# ASSIGNMENT
Which lines in the data below contain the word "RemoteObject"? Pull each of them out.

**** RECORDED INFORMATION

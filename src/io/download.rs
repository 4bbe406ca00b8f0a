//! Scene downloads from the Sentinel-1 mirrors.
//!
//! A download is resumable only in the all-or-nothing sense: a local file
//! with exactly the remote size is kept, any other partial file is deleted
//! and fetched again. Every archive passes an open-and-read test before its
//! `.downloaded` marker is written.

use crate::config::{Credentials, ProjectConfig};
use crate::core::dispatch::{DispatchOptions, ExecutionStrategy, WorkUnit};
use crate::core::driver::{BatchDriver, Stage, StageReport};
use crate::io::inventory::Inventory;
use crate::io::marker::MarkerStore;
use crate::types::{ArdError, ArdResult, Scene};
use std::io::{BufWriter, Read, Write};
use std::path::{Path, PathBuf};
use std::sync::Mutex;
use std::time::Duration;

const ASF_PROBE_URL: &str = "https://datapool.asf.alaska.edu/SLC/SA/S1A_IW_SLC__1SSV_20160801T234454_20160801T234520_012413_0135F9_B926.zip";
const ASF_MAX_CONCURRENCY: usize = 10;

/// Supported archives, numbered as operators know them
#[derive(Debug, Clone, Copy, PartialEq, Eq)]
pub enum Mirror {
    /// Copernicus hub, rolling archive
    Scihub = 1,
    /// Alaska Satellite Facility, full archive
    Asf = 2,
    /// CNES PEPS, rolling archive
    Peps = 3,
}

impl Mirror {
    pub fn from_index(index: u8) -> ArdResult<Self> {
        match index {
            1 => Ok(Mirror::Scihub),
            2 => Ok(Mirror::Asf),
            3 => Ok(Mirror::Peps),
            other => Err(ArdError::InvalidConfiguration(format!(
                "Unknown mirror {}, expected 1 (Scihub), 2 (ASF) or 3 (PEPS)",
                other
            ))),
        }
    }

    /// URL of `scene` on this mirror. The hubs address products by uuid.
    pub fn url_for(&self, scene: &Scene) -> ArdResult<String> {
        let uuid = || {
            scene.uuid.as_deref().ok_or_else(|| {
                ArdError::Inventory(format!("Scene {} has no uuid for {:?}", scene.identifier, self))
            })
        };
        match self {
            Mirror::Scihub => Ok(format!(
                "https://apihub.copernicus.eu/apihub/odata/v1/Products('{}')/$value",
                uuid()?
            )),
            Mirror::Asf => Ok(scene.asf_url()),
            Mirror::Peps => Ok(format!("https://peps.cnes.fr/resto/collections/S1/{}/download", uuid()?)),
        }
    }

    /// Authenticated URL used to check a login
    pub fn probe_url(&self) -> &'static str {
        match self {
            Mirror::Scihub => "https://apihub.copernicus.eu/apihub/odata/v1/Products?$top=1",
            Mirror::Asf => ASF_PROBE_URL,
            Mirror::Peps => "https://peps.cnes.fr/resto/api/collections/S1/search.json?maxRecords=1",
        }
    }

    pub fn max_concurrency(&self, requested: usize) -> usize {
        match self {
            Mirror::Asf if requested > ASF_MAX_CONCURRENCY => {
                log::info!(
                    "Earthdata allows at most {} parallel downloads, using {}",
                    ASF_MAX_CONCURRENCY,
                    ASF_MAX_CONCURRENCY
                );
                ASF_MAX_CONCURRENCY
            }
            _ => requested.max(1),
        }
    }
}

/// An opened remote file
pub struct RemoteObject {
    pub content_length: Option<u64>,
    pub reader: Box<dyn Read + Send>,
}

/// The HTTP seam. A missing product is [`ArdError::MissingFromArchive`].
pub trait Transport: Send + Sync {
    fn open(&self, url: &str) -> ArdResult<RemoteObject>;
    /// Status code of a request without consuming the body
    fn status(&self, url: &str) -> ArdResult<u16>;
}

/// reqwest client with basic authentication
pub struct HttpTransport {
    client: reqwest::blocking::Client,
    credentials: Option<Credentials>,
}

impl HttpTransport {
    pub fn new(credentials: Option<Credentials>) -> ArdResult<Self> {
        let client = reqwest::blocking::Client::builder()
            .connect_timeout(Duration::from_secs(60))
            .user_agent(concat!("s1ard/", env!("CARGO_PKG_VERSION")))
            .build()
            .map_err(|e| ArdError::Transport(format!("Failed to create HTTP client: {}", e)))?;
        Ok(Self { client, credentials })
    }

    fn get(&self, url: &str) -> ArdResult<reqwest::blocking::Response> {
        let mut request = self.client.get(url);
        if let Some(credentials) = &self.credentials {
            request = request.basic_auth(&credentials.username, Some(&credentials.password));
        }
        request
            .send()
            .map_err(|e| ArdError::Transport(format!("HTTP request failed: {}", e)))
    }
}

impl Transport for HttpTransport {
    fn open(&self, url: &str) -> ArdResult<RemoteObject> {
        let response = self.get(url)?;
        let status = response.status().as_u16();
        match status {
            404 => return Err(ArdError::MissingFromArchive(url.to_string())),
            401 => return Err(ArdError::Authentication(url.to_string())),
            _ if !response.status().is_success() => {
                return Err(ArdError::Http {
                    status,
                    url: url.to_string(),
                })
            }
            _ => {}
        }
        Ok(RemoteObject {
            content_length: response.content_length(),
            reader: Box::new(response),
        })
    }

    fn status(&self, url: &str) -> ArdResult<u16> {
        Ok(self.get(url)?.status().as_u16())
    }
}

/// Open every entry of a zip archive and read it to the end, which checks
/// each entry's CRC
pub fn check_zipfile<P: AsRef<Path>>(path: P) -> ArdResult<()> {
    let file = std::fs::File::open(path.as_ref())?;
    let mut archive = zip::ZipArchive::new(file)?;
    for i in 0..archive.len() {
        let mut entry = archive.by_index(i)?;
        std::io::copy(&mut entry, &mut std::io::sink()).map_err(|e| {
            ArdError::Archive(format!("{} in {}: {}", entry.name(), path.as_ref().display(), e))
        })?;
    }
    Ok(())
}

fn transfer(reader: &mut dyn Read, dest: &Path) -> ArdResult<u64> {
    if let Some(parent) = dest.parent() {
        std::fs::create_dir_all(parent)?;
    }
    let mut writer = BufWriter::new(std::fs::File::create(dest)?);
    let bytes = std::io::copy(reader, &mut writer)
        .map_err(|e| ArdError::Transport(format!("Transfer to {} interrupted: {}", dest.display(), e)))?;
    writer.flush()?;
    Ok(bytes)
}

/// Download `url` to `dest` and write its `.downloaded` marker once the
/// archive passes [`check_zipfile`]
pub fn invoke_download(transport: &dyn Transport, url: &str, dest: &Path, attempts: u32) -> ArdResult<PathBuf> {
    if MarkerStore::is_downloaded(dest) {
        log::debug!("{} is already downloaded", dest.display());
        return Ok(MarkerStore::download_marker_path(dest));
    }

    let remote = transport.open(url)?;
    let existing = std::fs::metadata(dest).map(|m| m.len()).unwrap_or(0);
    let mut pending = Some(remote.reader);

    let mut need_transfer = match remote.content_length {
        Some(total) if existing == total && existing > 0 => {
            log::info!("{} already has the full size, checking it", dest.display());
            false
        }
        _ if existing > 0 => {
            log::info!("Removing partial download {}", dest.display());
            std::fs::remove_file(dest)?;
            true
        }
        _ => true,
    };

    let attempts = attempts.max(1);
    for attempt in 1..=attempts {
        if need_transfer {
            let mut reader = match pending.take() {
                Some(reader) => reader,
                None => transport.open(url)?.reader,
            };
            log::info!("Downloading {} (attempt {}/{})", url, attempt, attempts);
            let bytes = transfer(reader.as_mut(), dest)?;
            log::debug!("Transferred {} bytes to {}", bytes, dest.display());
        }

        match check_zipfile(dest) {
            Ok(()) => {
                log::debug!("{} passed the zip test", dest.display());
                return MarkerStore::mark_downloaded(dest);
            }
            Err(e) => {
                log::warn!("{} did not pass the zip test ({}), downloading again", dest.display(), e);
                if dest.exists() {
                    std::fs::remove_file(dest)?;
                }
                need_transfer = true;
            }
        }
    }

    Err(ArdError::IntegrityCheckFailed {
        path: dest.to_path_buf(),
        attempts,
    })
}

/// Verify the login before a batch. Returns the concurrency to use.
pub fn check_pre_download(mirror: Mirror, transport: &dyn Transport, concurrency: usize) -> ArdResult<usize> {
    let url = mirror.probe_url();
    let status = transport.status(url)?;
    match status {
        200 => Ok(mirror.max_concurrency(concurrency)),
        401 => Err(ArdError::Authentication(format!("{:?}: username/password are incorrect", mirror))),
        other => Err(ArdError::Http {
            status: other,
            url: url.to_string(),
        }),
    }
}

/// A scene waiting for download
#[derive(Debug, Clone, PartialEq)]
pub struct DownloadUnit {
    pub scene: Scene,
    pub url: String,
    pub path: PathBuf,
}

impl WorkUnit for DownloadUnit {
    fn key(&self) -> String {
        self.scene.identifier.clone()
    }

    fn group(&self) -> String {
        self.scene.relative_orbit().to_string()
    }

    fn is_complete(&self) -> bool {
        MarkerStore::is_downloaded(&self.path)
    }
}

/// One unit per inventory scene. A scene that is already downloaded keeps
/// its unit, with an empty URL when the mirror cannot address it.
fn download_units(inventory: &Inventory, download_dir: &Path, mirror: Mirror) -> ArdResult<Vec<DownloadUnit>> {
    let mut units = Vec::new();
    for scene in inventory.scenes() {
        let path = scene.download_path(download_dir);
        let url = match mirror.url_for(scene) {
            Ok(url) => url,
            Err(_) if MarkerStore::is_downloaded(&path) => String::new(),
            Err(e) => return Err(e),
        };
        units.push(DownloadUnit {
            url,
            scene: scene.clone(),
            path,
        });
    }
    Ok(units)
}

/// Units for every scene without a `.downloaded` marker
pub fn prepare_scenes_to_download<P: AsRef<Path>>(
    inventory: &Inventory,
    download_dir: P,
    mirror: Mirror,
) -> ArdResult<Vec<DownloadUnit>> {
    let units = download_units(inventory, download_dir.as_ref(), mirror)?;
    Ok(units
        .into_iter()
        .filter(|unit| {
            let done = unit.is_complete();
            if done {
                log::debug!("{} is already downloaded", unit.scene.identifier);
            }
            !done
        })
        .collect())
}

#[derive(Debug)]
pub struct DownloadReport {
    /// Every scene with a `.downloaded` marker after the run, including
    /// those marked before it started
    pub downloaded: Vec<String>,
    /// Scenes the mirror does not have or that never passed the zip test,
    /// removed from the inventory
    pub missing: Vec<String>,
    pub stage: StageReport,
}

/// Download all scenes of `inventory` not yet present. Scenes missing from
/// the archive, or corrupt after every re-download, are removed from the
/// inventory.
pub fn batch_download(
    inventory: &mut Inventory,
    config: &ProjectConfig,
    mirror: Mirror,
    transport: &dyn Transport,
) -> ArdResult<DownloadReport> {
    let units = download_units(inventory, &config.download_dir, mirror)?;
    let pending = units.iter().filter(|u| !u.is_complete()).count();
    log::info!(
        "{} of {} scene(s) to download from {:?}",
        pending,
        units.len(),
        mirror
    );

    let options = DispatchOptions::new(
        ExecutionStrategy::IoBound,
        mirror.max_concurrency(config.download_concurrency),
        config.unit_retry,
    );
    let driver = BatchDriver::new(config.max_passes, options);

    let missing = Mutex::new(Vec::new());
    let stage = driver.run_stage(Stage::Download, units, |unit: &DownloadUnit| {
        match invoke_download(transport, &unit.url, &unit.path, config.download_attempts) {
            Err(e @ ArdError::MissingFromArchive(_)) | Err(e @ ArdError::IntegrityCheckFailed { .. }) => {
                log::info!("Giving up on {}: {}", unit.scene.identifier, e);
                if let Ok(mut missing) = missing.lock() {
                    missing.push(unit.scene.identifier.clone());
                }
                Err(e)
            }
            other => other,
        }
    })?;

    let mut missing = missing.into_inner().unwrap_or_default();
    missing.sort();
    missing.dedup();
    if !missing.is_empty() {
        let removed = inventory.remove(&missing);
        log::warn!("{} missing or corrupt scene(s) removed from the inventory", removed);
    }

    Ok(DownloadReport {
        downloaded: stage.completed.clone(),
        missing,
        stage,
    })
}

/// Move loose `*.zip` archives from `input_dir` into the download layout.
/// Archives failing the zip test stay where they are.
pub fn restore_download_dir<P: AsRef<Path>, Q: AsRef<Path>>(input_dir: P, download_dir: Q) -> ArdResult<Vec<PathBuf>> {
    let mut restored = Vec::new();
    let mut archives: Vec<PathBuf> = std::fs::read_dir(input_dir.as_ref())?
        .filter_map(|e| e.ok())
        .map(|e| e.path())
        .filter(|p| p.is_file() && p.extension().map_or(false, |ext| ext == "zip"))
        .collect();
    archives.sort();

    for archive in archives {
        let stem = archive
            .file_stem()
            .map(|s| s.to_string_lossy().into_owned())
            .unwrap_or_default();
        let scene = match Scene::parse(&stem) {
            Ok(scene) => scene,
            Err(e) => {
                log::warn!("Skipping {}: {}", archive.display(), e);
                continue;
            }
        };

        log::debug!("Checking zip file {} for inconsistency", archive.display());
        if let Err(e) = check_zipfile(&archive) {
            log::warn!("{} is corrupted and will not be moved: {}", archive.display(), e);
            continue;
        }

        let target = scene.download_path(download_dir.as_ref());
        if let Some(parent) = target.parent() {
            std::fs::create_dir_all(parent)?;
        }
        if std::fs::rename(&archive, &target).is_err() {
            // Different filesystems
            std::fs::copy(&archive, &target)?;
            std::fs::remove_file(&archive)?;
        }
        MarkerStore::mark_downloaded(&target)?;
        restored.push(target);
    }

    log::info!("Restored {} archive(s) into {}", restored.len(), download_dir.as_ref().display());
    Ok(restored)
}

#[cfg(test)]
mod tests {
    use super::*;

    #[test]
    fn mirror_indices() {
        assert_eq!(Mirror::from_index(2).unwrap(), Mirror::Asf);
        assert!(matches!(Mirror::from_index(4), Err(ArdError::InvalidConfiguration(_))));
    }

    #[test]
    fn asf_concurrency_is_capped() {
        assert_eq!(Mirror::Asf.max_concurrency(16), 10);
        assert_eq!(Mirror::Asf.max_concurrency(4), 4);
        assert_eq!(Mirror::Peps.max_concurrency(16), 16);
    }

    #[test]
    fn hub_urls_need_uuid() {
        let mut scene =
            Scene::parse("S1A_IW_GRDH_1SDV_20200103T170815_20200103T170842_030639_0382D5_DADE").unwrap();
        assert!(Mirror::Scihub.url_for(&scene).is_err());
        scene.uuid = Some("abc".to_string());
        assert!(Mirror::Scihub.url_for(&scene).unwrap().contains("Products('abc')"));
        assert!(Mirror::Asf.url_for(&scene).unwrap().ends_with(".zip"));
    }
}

********
**** RECORDED INFORMATION

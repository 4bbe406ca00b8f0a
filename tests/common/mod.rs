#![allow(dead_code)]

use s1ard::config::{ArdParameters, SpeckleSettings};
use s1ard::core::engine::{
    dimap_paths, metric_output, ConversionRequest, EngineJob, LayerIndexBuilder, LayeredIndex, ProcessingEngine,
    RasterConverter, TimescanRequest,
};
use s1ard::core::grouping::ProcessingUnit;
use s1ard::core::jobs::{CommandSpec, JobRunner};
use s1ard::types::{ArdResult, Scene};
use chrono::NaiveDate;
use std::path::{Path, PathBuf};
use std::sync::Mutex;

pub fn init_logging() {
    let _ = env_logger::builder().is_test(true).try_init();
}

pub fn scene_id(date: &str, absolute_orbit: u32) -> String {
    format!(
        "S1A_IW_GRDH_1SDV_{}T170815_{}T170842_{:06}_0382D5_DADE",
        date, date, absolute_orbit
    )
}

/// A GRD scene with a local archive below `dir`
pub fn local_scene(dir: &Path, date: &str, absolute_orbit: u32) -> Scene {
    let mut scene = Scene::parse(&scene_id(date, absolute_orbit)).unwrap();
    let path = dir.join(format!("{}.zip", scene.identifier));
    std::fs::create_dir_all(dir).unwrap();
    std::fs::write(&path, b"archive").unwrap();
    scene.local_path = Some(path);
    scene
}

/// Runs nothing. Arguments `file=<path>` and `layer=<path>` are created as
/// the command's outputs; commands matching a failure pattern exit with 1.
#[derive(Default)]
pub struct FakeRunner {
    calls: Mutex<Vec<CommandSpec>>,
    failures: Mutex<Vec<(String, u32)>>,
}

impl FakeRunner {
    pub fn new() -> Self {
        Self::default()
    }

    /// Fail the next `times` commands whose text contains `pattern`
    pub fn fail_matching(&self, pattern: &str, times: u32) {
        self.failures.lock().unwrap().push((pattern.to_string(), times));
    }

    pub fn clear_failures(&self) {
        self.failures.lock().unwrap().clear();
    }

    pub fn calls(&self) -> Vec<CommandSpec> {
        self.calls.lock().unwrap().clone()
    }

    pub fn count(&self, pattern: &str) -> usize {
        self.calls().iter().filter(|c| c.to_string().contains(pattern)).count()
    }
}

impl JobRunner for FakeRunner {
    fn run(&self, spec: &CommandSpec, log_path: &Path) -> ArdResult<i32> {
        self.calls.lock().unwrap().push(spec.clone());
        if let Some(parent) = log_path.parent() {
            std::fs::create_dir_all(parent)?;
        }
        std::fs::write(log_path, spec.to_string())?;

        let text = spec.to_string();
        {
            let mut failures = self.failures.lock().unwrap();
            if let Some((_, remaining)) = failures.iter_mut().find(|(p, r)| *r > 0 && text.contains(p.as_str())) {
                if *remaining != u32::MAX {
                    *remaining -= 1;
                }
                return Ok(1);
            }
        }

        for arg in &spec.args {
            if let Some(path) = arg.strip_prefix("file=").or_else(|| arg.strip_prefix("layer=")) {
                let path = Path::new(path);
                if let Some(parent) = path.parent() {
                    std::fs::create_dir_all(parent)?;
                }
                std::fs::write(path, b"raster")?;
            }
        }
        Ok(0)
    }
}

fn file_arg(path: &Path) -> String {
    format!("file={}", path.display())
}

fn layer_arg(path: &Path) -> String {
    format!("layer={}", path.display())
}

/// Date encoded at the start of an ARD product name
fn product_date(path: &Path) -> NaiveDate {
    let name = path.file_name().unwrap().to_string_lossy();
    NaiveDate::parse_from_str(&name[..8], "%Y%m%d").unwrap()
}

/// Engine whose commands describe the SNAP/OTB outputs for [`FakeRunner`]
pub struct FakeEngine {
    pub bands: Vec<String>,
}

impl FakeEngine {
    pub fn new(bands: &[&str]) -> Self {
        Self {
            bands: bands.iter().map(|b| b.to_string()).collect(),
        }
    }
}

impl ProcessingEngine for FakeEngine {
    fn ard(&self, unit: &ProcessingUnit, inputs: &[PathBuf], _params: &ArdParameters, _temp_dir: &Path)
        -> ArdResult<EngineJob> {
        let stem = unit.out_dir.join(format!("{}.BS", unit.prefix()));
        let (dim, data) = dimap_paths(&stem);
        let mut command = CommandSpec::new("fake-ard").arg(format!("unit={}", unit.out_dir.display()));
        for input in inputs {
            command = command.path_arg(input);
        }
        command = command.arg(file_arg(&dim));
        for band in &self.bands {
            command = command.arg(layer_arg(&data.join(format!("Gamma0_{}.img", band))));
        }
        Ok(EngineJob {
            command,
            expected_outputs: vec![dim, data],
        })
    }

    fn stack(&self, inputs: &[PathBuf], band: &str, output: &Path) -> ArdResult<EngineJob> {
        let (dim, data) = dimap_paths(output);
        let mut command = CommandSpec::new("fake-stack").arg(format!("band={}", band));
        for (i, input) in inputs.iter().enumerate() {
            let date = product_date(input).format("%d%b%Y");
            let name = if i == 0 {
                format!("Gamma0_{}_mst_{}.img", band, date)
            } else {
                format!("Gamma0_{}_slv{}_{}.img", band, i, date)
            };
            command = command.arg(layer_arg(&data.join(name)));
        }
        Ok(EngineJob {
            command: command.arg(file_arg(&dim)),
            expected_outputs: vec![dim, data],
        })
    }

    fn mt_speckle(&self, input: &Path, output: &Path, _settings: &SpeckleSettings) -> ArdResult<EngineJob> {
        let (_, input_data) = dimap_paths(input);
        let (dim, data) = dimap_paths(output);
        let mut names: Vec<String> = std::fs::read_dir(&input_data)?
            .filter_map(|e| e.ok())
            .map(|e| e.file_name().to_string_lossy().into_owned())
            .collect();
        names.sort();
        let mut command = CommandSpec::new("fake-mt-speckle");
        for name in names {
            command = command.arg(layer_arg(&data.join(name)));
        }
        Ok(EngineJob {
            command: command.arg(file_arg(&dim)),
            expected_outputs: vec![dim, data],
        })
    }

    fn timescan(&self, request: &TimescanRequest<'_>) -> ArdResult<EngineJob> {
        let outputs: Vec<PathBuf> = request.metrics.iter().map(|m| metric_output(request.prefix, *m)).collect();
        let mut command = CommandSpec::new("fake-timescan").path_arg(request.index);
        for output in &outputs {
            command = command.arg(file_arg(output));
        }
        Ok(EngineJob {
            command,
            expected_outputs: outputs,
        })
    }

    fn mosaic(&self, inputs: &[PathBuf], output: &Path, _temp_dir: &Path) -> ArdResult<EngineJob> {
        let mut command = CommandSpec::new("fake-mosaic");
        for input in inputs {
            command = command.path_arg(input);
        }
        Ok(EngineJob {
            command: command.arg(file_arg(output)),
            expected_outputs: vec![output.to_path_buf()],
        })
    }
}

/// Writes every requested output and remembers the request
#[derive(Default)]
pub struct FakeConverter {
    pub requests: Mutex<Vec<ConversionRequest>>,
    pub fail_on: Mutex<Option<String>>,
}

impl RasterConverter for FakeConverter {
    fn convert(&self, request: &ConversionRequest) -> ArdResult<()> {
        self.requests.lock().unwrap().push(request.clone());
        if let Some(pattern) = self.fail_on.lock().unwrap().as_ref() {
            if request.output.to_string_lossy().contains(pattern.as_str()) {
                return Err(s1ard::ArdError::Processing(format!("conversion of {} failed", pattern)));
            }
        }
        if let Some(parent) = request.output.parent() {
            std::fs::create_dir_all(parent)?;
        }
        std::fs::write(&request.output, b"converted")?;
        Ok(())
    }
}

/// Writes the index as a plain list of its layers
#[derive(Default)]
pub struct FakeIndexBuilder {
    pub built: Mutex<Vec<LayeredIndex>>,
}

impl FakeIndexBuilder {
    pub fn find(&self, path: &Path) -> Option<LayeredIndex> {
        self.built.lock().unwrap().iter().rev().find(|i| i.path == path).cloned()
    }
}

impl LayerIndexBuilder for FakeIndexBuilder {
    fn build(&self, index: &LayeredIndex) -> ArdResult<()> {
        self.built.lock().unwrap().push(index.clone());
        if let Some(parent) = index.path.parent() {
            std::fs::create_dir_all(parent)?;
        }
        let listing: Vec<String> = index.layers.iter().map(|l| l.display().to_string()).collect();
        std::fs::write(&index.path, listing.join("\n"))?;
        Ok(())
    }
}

********

# WRITTEN RESPONSE
pub struct RemoteObject {
    fn open(&self, url: &str) -> ArdResult<RemoteObject>;
    fn open(&self, url: &str) -> ArdResult<RemoteObject> {
        Ok(RemoteObject {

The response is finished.